Stephanie M. Carlson, a professor and director of research at the University of Minnesota’s Institute of Child Development and a co-author of the current study, said: "Although we live in an instant gratification era where everything seems to be available immediately via smartphone or the internet, our study suggests that today's kids can delay gratification longer than children in the 1960s and 1980s.

"This finding stands in stark contrast with the assumption by adults that today's children have less self-control than previous generations."

Researchers can't explain exactly why children tested in the 2000s could wait longer for a treat than those tested earlier. A significant spike in IQ scores in the past few decades, linked to such factors as technological advances and globalization, could play a role, the authors suggest. 
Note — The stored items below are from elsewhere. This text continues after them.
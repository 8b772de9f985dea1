use figment::providers::{Format, Serialized, Toml};
use figment::Figment;
use std::path::Path;

use kbrag_core::config::{resolve_with_base, Config, Settings};
use kbrag_core::Error;

fn config_from(toml: &str) -> Config {
    Config::from_figment(Figment::from(Serialized::defaults(Settings::default())).merge(Toml::string(toml)))
}

#[test]
fn defaults_match_documented_values() {
    let s = config_from("").settings().unwrap();
    assert_eq!(s.data.raw_dir, "data/raw");
    assert_eq!(s.data.index_dir, "data/index");
    assert_eq!((s.chunking.max_size, s.chunking.overlap), (800, 100));
    assert_eq!(s.embedding.model, "text-embedding-3-large");
    assert_eq!(s.embedding.dimensions, None);
    assert_eq!(s.chat.model, "gpt-4.1-mini");
    assert_eq!(s.chat.max_agent_steps, 6);
    assert_eq!((s.retrieval.default_k, s.retrieval.max_k), (3, 8));
    assert_eq!(s.server.port, 8000);
}

#[test]
fn toml_layer_overrides_only_what_it_names() {
    let cfg = config_from(
        r#"
        [chat]
        model = "gpt-4o-mini"

        [embedding]
        dimensions = 256
        "#,
    );
    let s = cfg.settings().unwrap();
    assert_eq!(s.chat.model, "gpt-4o-mini");
    assert!((s.chat.chain_temperature - 0.2).abs() < f32::EPSILON);
    assert_eq!(s.embedding.dimensions, Some(256));
    assert_eq!(cfg.get::<String>("chat.model").unwrap(), "gpt-4o-mini");
}

#[test]
fn overlap_not_below_max_size_fails_validation() {
    let err = config_from("[chunking]\nmax_size = 100\noverlap = 100\n").settings().unwrap_err();
    assert!(matches!(err, Error::InvalidConfig(_)));
}

#[test]
fn default_k_above_max_k_fails_validation() {
    let err = config_from("[retrieval]\ndefault_k = 9\nmax_k = 8\n").settings().unwrap_err();
    assert!(matches!(err, Error::InvalidConfig(_)));
}

#[test]
fn wrong_value_type_is_a_config_error() {
    let err = config_from("[server]\nport = \"eighty\"\n").settings().unwrap_err();
    assert!(matches!(err, Error::InvalidConfig(_)));
}

#[test]
fn relative_data_dirs_resolve_against_base() {
    let s = config_from("[data]\nindex_dir = \"/var/lib/kb/index\"\n").settings().unwrap();
    let base = Path::new("/srv/app");
    assert_eq!(s.data.raw_dir_path(base), Path::new("/srv/app/data/raw"));
    assert_eq!(s.data.index_dir_path(base), Path::new("/var/lib/kb/index"));
    assert_eq!(resolve_with_base(base, "docs"), Path::new("/srv/app/docs"));
}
Likewise, the rollout of early education programs, which have seen the number of children attending preschool rise from 15.7 percent in 1968 to 50 percent by 2000, and the ability to engage in abstract thought, which is key to many digital programs, could also play a part.

"Although the data are compelling, we do not know exactly why adults thought children today would wait less and have worse self-control, or why the data showed quite the opposite," Professor Carlson said. 

"We offer some speculations, including increases in abstract thought, changes in parenting, and higher enrollment and quality of early childhood education. The sample of children also was limited to relatively higher socioeconomic status families in the U.S."

Mischel, now a professor of psychology at Columbia University, said in a statement: "While the results indicate that the sampled children's ability to delay is not diminished on the marshmallow test, the findings do not speak to their willingness to delay gratification when faced with the proliferation of temptations now available in everyday life."

This article has been updated with comment from Professor Stephanie Carlson.